_Aim of the exercise_
Please return every line from the entries that has the string "passed" in it.

_Records for this task_
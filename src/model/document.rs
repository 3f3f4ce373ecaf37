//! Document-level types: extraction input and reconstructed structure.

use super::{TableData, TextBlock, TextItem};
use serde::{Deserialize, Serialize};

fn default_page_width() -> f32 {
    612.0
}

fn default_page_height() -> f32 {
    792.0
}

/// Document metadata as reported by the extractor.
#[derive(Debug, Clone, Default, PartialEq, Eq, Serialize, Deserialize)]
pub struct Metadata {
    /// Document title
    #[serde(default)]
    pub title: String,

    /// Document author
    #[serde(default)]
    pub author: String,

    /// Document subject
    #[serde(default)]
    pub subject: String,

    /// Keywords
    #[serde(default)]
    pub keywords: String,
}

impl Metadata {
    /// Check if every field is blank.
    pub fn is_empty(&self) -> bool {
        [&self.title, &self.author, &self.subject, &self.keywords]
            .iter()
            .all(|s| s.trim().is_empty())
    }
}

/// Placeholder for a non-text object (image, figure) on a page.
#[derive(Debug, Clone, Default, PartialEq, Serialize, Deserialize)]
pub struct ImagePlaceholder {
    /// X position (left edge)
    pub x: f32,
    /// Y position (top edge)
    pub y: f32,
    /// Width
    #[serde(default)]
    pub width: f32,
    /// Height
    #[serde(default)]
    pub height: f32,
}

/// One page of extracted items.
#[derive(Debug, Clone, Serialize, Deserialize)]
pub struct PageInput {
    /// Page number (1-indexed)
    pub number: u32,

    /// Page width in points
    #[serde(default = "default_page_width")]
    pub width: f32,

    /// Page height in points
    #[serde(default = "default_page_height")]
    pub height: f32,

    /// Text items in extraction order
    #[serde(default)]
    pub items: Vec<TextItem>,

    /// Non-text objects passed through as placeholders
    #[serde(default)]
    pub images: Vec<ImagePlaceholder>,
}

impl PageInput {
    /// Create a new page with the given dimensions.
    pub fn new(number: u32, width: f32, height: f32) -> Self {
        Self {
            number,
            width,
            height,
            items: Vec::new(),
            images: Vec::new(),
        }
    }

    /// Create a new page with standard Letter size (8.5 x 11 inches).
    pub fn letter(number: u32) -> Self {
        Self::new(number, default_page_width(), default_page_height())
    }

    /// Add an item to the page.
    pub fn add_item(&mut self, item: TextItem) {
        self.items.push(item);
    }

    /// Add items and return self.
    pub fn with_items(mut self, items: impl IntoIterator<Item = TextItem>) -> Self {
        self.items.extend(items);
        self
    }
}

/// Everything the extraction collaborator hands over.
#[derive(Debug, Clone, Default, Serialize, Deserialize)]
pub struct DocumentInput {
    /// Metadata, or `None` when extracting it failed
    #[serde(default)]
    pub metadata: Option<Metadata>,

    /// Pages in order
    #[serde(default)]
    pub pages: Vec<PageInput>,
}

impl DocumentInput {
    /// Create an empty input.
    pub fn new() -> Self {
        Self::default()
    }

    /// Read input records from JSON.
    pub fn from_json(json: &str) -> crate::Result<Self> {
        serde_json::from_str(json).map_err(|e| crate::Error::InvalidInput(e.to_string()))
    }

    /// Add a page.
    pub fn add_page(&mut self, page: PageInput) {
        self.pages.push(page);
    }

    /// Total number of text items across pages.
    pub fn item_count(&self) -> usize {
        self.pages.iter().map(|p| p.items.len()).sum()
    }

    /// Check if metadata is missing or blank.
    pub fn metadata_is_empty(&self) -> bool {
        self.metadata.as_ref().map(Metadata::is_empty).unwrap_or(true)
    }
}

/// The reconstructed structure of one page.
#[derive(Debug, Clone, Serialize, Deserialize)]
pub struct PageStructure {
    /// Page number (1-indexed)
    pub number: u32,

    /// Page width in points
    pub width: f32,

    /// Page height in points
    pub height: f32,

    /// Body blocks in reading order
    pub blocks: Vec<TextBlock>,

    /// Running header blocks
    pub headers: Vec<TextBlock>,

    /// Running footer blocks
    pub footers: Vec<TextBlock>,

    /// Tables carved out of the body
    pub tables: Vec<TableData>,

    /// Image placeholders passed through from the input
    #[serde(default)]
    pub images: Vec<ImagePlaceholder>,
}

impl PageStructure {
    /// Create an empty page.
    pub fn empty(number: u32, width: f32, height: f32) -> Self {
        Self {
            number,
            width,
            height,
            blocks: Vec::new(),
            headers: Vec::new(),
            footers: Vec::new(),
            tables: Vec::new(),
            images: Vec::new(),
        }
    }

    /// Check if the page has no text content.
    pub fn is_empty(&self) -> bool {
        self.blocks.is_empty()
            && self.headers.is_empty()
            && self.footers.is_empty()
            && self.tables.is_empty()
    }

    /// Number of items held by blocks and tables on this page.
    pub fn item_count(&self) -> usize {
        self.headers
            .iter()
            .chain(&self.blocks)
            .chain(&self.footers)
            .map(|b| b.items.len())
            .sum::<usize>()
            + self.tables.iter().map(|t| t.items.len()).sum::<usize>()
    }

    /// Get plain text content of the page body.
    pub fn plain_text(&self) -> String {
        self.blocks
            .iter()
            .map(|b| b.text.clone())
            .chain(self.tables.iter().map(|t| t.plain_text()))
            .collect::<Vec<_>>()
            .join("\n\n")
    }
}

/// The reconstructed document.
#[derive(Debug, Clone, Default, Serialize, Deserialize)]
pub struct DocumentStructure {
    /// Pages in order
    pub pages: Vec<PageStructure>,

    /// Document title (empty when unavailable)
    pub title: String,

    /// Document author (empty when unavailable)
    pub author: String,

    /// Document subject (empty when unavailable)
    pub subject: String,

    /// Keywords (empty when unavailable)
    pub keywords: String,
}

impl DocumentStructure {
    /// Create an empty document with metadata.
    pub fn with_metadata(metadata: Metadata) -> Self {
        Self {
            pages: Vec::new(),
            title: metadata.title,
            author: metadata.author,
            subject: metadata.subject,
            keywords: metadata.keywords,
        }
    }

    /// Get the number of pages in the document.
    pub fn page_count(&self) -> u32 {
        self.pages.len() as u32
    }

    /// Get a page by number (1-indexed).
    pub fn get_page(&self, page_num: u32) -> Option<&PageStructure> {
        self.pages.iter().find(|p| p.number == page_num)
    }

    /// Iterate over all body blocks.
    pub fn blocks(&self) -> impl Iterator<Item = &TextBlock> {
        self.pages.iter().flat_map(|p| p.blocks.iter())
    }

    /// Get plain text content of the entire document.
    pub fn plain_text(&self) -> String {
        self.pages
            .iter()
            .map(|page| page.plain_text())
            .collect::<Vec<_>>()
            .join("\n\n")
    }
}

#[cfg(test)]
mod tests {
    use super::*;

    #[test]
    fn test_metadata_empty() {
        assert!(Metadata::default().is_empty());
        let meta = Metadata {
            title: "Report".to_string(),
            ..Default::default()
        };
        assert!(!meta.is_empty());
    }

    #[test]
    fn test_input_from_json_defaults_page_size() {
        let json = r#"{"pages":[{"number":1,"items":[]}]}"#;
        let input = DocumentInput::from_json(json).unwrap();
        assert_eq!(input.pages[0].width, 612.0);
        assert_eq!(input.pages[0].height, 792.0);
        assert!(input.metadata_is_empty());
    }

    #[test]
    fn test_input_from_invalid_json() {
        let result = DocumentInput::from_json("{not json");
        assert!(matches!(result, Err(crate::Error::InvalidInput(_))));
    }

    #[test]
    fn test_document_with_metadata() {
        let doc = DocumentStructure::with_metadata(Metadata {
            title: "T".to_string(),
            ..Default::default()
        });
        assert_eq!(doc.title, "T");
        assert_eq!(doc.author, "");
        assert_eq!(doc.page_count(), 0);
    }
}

_Exercise output_
    /// Non-text objects passed through as placeholders
    /// Image placeholders passed through from the input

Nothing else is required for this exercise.